Кучум молчал. В шатре было слышно только потрескивание угля в жаровнях.
— Сколько людей ты потеряешь при таком плане? — спросил он наконец.
— Меньше, чем при прямом штурме. Огонь — наш союзник, а не враг. Мы не полезем на стены под градом пуль. Мы заставим казаков самим оставить их.
— А если они придумают, как защититься?
Карачи пожал плечами.
— Тогда сделаем что-то ещё. Но сидеть и ждать — значит дать им время укрепиться ещё больше. Они уже строят новые башни, копают рвы. Чем дольше мы ждём, тем труднее будет их выбить.
Хан сел, налил себе кумыса из серебряного кувшина.
— Начинай готовиться. Но сначала я хочу посмотреть, как это будет. Надо сделать рогатины, какие стояли возле Искера, и часть стены, похожей на городские стены. Мы подожжем их, как ты советуешь, и посмотрим, загорятся ли они.
— Будет сделано, повелитель.
— И ещё, Карачи. Если твой план провалится, если мы потеряем много людей… Будет очень плохо.
Мурза поклонился.
— Я понимаю, повелитель. Но верю — огонь, который дал казакам, теперь обернётся против них.
— Посмотрим, — Кучум отпил кумыса. — Приказывай делать стену, собирать смолу и хворост. Но делай это тихо.
— Мудрое решение, повелитель.
Карачи поднялся, снова поклонился и вышел из шатра. Кучум остался сидеть в одиночестве, глядя на пламя светильника.
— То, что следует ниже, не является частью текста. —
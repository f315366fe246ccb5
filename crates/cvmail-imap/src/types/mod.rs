//! Core IMAP types shared by the command, parser and client layers.

mod identifiers;
mod mailbox;
mod status;

pub use identifiers::{SeqNum, Tag};
pub use mailbox::Mailbox;
pub use status::Status;
//! End-to-end tests for `MailService` against a scripted server.

#![allow(clippy::unwrap_used)]

use std::io::{self, Cursor};
use std::pin::Pin;
use std::sync::{Arc, Mutex};
use std::task::{Context, Poll};

use tokio::io::{AsyncRead, AsyncWrite, ReadBuf};

use cvmail_core::{
    Categorizer, Connector, MailConfig, MailError, MailService, UNCATEGORIZED,
};
use cvmail_imap::Config;

/// Replays a server transcript and records what the client sends.
struct MockStream {
    responses: Cursor<Vec<u8>>,
    sent: Arc<Mutex<Vec<u8>>>,
}

impl AsyncRead for MockStream {
    fn poll_read(
        mut self: Pin<&mut Self>,
        _cx: &mut Context<'_>,
        buf: &mut ReadBuf<'_>,
    ) -> Poll<io::Result<()>> {
        let pos = usize::try_from(self.responses.position()).unwrap();
        let data = self.responses.get_ref();
        if pos >= data.len() {
            return Poll::Ready(Ok(()));
        }

        let to_read = (data.len() - pos).min(buf.remaining());
        buf.put_slice(&data[pos..pos + to_read]);
        self.responses.set_position((pos + to_read) as u64);
        Poll::Ready(Ok(()))
    }
}

impl AsyncWrite for MockStream {
    fn poll_write(
        self: Pin<&mut Self>,
        _cx: &mut Context<'_>,
        buf: &[u8],
    ) -> Poll<io::Result<usize>> {
        self.sent.lock().unwrap().extend_from_slice(buf);
        Poll::Ready(Ok(buf.len()))
    }

    fn poll_flush(self: Pin<&mut Self>, _cx: &mut Context<'_>) -> Poll<io::Result<()>> {
        Poll::Ready(Ok(()))
    }

    fn poll_shutdown(self: Pin<&mut Self>, _cx: &mut Context<'_>) -> Poll<io::Result<()>> {
        Poll::Ready(Ok(()))
    }
}

/// Hands out a single scripted stream.
struct ScriptedConnector {
    stream: Mutex<Option<MockStream>>,
    sent: Arc<Mutex<Vec<u8>>>,
}

impl ScriptedConnector {
    fn new(transcript: &str) -> Self {
        let sent = Arc::new(Mutex::new(Vec::new()));
        let stream = MockStream {
            responses: Cursor::new(transcript.as_bytes().to_vec()),
            sent: Arc::clone(&sent),
        };
        Self {
            stream: Mutex::new(Some(stream)),
            sent,
        }
    }

    fn unreachable() -> Self {
        Self {
            stream: Mutex::new(None),
            sent: Arc::new(Mutex::new(Vec::new())),
        }
    }

    fn sent(&self) -> String {
        String::from_utf8(self.sent.lock().unwrap().clone()).unwrap()
    }
}

impl Connector for &ScriptedConnector {
    type Stream = MockStream;

    async fn connect(&self, _config: &Config) -> cvmail_imap::Result<MockStream> {
        self.stream.lock().unwrap().take().ok_or_else(|| {
            cvmail_imap::Error::Io(io::Error::new(
                io::ErrorKind::ConnectionRefused,
                "connection refused",
            ))
        })
    }
}

fn service(connector: &ScriptedConnector) -> MailService<&ScriptedConnector> {
    MailService::with_connector(
        MailConfig::gmail("me@gmail.com", "app password"),
        Categorizer::with_defaults().unwrap(),
        connector,
    )
}

const CV_MESSAGE: &str = concat!(
    "From: =?UTF-8?Q?Ren=C3=A9e?= <renee@example.com>\r\n",
    "To: me@gmail.com\r\n",
    "Subject: =?UTF-8?Q?Process_Engineer_=E2=80=93_CV?=\r\n",
    "Date: Tue, 14 May 2024 09:30:00 +0200\r\n",
    "Message-ID: <cv-1@example.com>\r\n",
    "MIME-Version: 1.0\r\n",
    "Content-Type: multipart/mixed; boundary=\"sep\"\r\n",
    "\r\n",
    "--sep\r\n",
    "Content-Type: text/plain; charset=utf-8\r\n",
    "\r\n",
    "Please find my CV attached.\r\n",
    "--sep\r\n",
    "Content-Type: application/pdf; name=\"cv.pdf\"\r\n",
    "Content-Disposition: attachment; filename=\"cv.pdf\"\r\n",
    "Content-Transfer-Encoding: base64\r\n",
    "\r\n",
    "JVBERi0xLjQK\r\n",
    "--sep--\r\n"
);

const HELLO_MESSAGE: &str = concat!(
    "From: friend@example.com\r\n",
    "To: me@gmail.com\r\n",
    "Subject: Hello\r\n",
    "Message-ID: <hello-2@example.com>\r\n",
    "\r\n",
    "Hi!\r\n"
);

const READY: &str = concat!(
    "* OK Gimap ready\r\n",
    "A0000 OK me@gmail.com authenticated (Success)\r\n",
    "* 2 EXISTS\r\n",
    "* 0 RECENT\r\n",
    "A0001 OK [READ-WRITE] INBOX selected. (Success)\r\n",
    "* STATUS \"INBOX\" (MESSAGES 2)\r\n",
    "A0002 OK Success\r\n",
);

fn fetch_response(seq: u32, message: &str) -> String {
    format!("* {seq} FETCH (BODY[] {{{}}}\r\n{message})\r\n", message.len())
}

#[tokio::test]
async fn test_fetch_and_categorize() {
    let transcript = [
        READY.to_string(),
        "* SEARCH 1 2\r\nA0003 OK SEARCH completed\r\n".to_string(),
        fetch_response(2, HELLO_MESSAGE),
        "A0004 OK Success\r\n".to_string(),
        fetch_response(1, CV_MESSAGE),
        "A0005 OK Success\r\n".to_string(),
        "A0006 OK Returned to authenticated state.\r\n".to_string(),
        "* BYE LOGOUT Requested\r\nA0007 OK 73 good day\r\n".to_string(),
    ]
    .concat();
    let connector = ScriptedConnector::new(&transcript);
    let service = service(&connector);

    let messages = service.fetch_all(10).await.unwrap();
    assert_eq!(messages.len(), 2);
    assert_eq!(messages[0].subject, "Hello");
    assert_eq!(messages[1].subject, "Process Engineer – CV");
    assert_eq!(messages[1].sender, "Renée <renee@example.com>");
    assert_eq!(messages[1].date, "2024-05-14 09:30:00");
    assert_eq!(messages[1].body, "Please find my CV attached.");
    assert!(messages[1].has_attachments);
    assert_eq!(messages[1].attachments[0].filename, "cv.pdf");
    assert_eq!(messages[1].attachments[0].size_display, "9 B");

    let mailbox = service.categorize_all(messages);
    let json = serde_json::to_value(&mailbox).unwrap();
    assert_eq!(json["Process Engineer"][0]["message_id"], "<cv-1@example.com>");
    assert_eq!(json[UNCATEGORIZED][0]["subject"], "Hello");
    assert_eq!(json["Prompt Engineer"], serde_json::json!([]));
    assert_eq!(json["Software Engineer"], serde_json::json!([]));
    assert!(json["Process Engineer"][0]["attachments"][0].get("data").is_none());

    assert_eq!(
        connector.sent(),
        concat!(
            "A0000 LOGIN me@gmail.com \"app password\"\r\n",
            "A0001 SELECT INBOX\r\n",
            "A0002 STATUS INBOX (MESSAGES)\r\n",
            "A0003 SEARCH ALL\r\n",
            "A0004 FETCH 2 BODY.PEEK[]\r\n",
            "A0005 FETCH 1 BODY.PEEK[]\r\n",
            "A0006 CLOSE\r\n",
            "A0007 LOGOUT\r\n",
        )
    );
}

#[tokio::test]
async fn test_limit_takes_newest() {
    let transcript = [
        READY.to_string(),
        "* SEARCH 1 2\r\nA0003 OK SEARCH completed\r\n".to_string(),
        fetch_response(2, HELLO_MESSAGE),
        "A0004 OK Success\r\n".to_string(),
        "A0005 OK closed\r\nA0006 OK bye\r\n".to_string(),
    ]
    .concat();
    let connector = ScriptedConnector::new(&transcript);

    let messages = service(&connector).fetch_unread(1).await.unwrap();
    assert_eq!(messages.len(), 1);
    assert_eq!(messages[0].message_id, "<hello-2@example.com>");
    assert!(connector.sent().contains("A0003 SEARCH UNSEEN\r\n"));
}

#[tokio::test]
async fn test_failed_fetch_is_skipped() {
    let transcript = [
        READY.to_string(),
        "* SEARCH 1 2\r\nA0003 OK SEARCH completed\r\n".to_string(),
        "A0004 NO Some messages could not be FETCHed (Failure)\r\n".to_string(),
        fetch_response(1, CV_MESSAGE),
        "A0005 OK Success\r\n".to_string(),
        "A0006 OK closed\r\nA0007 OK bye\r\n".to_string(),
    ]
    .concat();
    let connector = ScriptedConnector::new(&transcript);

    let messages = service(&connector).fetch_all(50).await.unwrap();
    assert_eq!(messages.len(), 1);
    assert_eq!(messages[0].message_id, "<cv-1@example.com>");
}

#[tokio::test]
async fn test_search_failure_aborts_and_disconnects() {
    let transcript = [
        READY.to_string(),
        "A0003 BAD Could not parse command\r\n".to_string(),
        "A0004 OK closed\r\nA0005 OK bye\r\n".to_string(),
    ]
    .concat();
    let connector = ScriptedConnector::new(&transcript);

    let err = service(&connector).fetch_all(5).await.unwrap_err();
    assert!(matches!(err, MailError::SearchFailure(_)));
    assert!(connector.sent().ends_with("A0004 CLOSE\r\nA0005 LOGOUT\r\n"));
}

#[tokio::test]
async fn test_rejected_credentials_log_out() {
    let transcript = concat!(
        "* OK Gimap ready\r\n",
        "A0000 NO [AUTHENTICATIONFAILED] Invalid credentials (Failure)\r\n",
        "* BYE bye\r\nA0001 OK done\r\n",
    );
    let connector = ScriptedConnector::new(transcript);

    let err = service(&connector).fetch_all(10).await.unwrap_err();
    assert_eq!(err, MailError::InvalidCredentials);
    assert!(connector.sent().ends_with("A0001 LOGOUT\r\n"));
}

#[tokio::test]
async fn test_zero_limit_does_not_connect() {
    let connector = ScriptedConnector::unreachable();
    let messages = service(&connector).fetch_all(0).await.unwrap();
    assert!(messages.is_empty());
}

#[tokio::test]
async fn test_unreachable_server() {
    let connector = ScriptedConnector::unreachable();
    let err = service(&connector).fetch_all(3).await.unwrap_err();
    assert!(matches!(err, MailError::ConnectionFailure(t) if t.contains("connection refused")));
}

#[tokio::test]
async fn test_connection_check() {
    let transcript = [
        READY.to_string(),
        "* STATUS \"INBOX\" (MESSAGES 2)\r\nA0003 OK Success\r\n".to_string(),
        "* SEARCH 1 2\r\nA0004 OK SEARCH completed\r\n".to_string(),
        "A0005 OK closed\r\nA0006 OK bye\r\n".to_string(),
    ]
    .concat();
    let connector = ScriptedConnector::new(&transcript);
    assert!(service(&connector).test_connection().await);
    assert!(connector.sent().ends_with("A0005 CLOSE\r\nA0006 LOGOUT\r\n"));

    assert!(!service(&ScriptedConnector::unreachable()).test_connection().await);
}

#[tokio::test]
async fn test_find_attachment() {
    let transcript = [
        READY.to_string(),
        "* SEARCH 1\r\nA0003 OK SEARCH completed\r\n".to_string(),
        fetch_response(1, CV_MESSAGE),
        "A0004 OK Success\r\n".to_string(),
        "A0005 OK closed\r\nA0006 OK bye\r\n".to_string(),
    ]
    .concat();
    let connector = ScriptedConnector::new(&transcript);

    let attachment = service(&connector)
        .find_attachment("<cv-1@example.com>", "cv.pdf")
        .await
        .unwrap()
        .unwrap();
    assert_eq!(attachment.data, b"%PDF-1.4\n");
    assert_eq!(attachment.content_type, "application/pdf");
    assert!(
        connector
            .sent()
            .contains("A0003 SEARCH HEADER Message-ID \"<cv-1@example.com>\"\r\n")
    );
}

#[tokio::test]
async fn test_find_attachment_missing() {
    let transcript = [
        READY.to_string(),
        "* SEARCH\r\nA0003 OK SEARCH completed\r\n".to_string(),
        "A0004 OK closed\r\nA0005 OK bye\r\n".to_string(),
    ]
    .concat();
    let connector = ScriptedConnector::new(&transcript);

    let found = service(&connector)
        .find_attachment("<nope@example.com>", "cv.pdf")
        .await
        .unwrap();
    assert!(found.is_none());
}

#[tokio::test]
async fn test_fetch_without_body_keeps_session() {
    let transcript = [
        READY.to_string(),
        "* SEARCH 1 2\r\nA0003 OK SEARCH completed\r\n".to_string(),
        "A0004 OK Success\r\n".to_string(),
        fetch_response(1, CV_MESSAGE),
        "A0005 OK Success\r\n".to_string(),
        "A0006 OK closed\r\nA0007 OK bye\r\n".to_string(),
    ]
    .concat();
    let connector = ScriptedConnector::new(&transcript);

    let messages = service(&connector).fetch_all(10).await.unwrap();
    assert_eq!(messages.len(), 1);
    assert_eq!(messages[0].message_id, "<cv-1@example.com>");
    assert!(connector.sent().ends_with(concat!(
        "A0004 FETCH 2 BODY.PEEK[]\r\n",
        "A0005 FETCH 1 BODY.PEEK[]\r\n",
        "A0006 CLOSE\r\n",
        "A0007 LOGOUT\r\n",
    )));
}

#[tokio::test]
async fn test_message_id_with_line_break_is_not_sent() {
    let transcript = [READY, "A0004 OK closed\r\nA0005 OK bye\r\n"].concat();
    let connector = ScriptedConnector::new(&transcript);

    let err = service(&connector)
        .find_attachment(
            "x\r\nZ9 STORE 1:* +FLAGS (\\Deleted)\r\nZ10 EXPUNGE",
            "cv.pdf",
        )
        .await
        .unwrap_err();
    assert!(matches!(err, MailError::SearchFailure(_)));
    assert_eq!(
        connector.sent(),
        concat!(
            "A0000 LOGIN me@gmail.com \"app password\"\r\n",
            "A0001 SELECT INBOX\r\n",
            "A0002 STATUS INBOX (MESSAGES)\r\n",
            "A0004 CLOSE\r\n",
            "A0005 LOGOUT\r\n",
        )
    );
}
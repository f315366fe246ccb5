//! Implementation for the selected state.

use tokio::io::{AsyncRead, AsyncWrite};

use super::Client;
use super::states::{Authenticated, Selected};
use crate::command::{Command, FetchItems, SearchCriteria};
use crate::parser::{Response, ResponseParser, UntaggedResponse};
use crate::types::{Mailbox, SeqNum};
use crate::{Error, Result};

impl<S> Client<S, Selected>
where
    S: AsyncRead + AsyncWrite + Unpin,
{
    /// Name of the open mailbox.
    #[must_use]
    pub fn mailbox(&self) -> &str {
        self.state.mailbox()
    }

    /// Returns matching sequence numbers in ascending order.
    pub async fn search(&mut self, criteria: SearchCriteria) -> Result<Vec<SeqNum>> {
        let responses = self.execute(&Command::Search { criteria }).await?;

        let mut ids: Vec<SeqNum> = responses
            .iter()
            .filter_map(|bytes| match ResponseParser::parse(bytes) {
                Ok(Response::Untagged(UntaggedResponse::Search(ids))) => Some(ids),
                _ => None,
            })
            .flatten()
            .collect();
        ids.sort_unstable();
        ids.dedup();
        Ok(ids)
    }

    /// Fetches the full source of one message.
    pub async fn fetch(&mut self, seq: SeqNum, items: FetchItems) -> Result<Vec<u8>> {
        let responses = self.execute(&Command::Fetch { seq, items }).await?;

        responses
            .iter()
            .find_map(|bytes| match ResponseParser::parse(bytes) {
                Ok(Response::Untagged(UntaggedResponse::Fetch { seq: got, data }))
                    if got == seq =>
                {
                    data.body
                }
                _ => None,
            })
            .ok_or_else(|| Error::Protocol(format!("no message body returned for {seq}")))
    }

    /// Number of messages in `mailbox`, from STATUS (MESSAGES).
    pub async fn status(&mut self, mailbox: &str) -> Result<u32> {
        let responses = self
            .execute(&Command::Status {
                mailbox: Mailbox::new(mailbox),
            })
            .await?;

        responses
            .iter()
            .find_map(|bytes| match ResponseParser::parse(bytes) {
                Ok(Response::Untagged(UntaggedResponse::MailboxStatus { messages, .. })) => {
                    messages
                }
                _ => None,
            })
            .ok_or_else(|| Error::Protocol("STATUS response without MESSAGES".to_string()))
    }

    /// Closes the mailbox and returns to the authenticated state.
    pub async fn close(mut self) -> Result<Client<S, Authenticated>> {
        self.execute(&Command::Close).await?;
        Ok(self.transition(Authenticated))
    }

    /// Like [`close`](Self::close) but hands the connection back whenever
    /// it is still usable, so it can be logged out.
    pub async fn try_close(
        mut self,
    ) -> std::result::Result<Client<S, Authenticated>, (Error, Option<Self>)> {
        match self.execute(&Command::Close).await {
            Ok(_) => Ok(self.transition(Authenticated)),
            Err(e) if e.is_connection_lost() => Err((e, None)),
            Err(e) => Err((e, Some(self))),
        }
    }
}
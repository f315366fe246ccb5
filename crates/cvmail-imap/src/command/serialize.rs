//! Wire encoding helpers for command arguments.

use super::{FetchItems, SearchCriteria};
use crate::{Error, Result};

/// Writes an astring: bare atom when possible, quoted string otherwise.
///
/// # Errors
///
/// Returns [`Error::InvalidArgument`] if `s` cannot be quoted.
pub fn write_astring(buf: &mut Vec<u8>, s: &str) -> Result<()> {
    if s.is_empty() || s.bytes().any(needs_quoting) {
        write_quoted(buf, s)
    } else {
        buf.extend_from_slice(s.as_bytes());
        Ok(())
    }
}

/// Writes a quoted string, escaping `"` and `\`.
///
/// # Errors
///
/// Returns [`Error::InvalidArgument`] if `s` holds NUL, CR, LF or a
/// non-ASCII byte; a quoted string cannot carry them.
pub fn write_quoted(buf: &mut Vec<u8>, s: &str) -> Result<()> {
    if let Some(pos) = s.bytes().position(|b| !is_quotable(b)) {
        return Err(Error::InvalidArgument(format!(
            "byte 0x{:02X} at offset {pos} cannot be sent in a quoted string",
            s.as_bytes()[pos]
        )));
    }

    buf.push(b'"');
    for b in s.bytes() {
        if b == b'"' || b == b'\\' {
            buf.push(b'\\');
        }
        buf.push(b);
    }
    buf.push(b'"');
    Ok(())
}

const fn is_quotable(b: u8) -> bool {
    b.is_ascii() && !matches!(b, b'\0' | b'\r' | b'\n')
}

const fn needs_quoting(b: u8) -> bool {
    matches!(b, b' ' | b'"' | b'\\' | b'(' | b')' | b'{' | b'%' | b'*' | b']')
        || b < 0x20
        || b >= 0x7F
}

/// Writes SEARCH criteria.
pub fn write_search_criteria(buf: &mut Vec<u8>, criteria: &SearchCriteria) -> Result<()> {
    match criteria {
        SearchCriteria::All => buf.extend_from_slice(b"ALL"),
        SearchCriteria::Unseen => buf.extend_from_slice(b"UNSEEN"),
        SearchCriteria::Header { name, value } => {
            buf.extend_from_slice(b"HEADER ");
            write_astring(buf, name)?;
            buf.push(b' ');
            // Header values are always quoted; Message-IDs carry `<` `>` `@`.
            write_quoted(buf, value)?;
        }
    }
    Ok(())
}

/// Writes the FETCH data item.
pub fn write_fetch_items(buf: &mut Vec<u8>, items: FetchItems) {
    match items {
        FetchItems::BodyPeek => buf.extend_from_slice(b"BODY.PEEK[]"),
    }
}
Огонь против огня… Что ж, почему бы не попробовать? Всё лучше, чем терять воинов под стенами, залезая по лестницам под град стрел и пуль.
Никто в Кашлыке не удивился, когда Даша перешла жить ко мне в избу. Такое впечатление, что все знали о наших встречах на реке, только молчали. Может, Прохор Лиходеев со своими людьми давно всё выследил, а может, просто в городе трудно что-то скрыть. Но никто ни слова не сказал, ни косого взгляда не бросил.
Даже Аграфена, когда Даша сказала ей, что больше не будет ночевать в «общежитии» лекарни, только вздохнула и произнесла:
— Давно пора было. Нечего молодым порознь жить.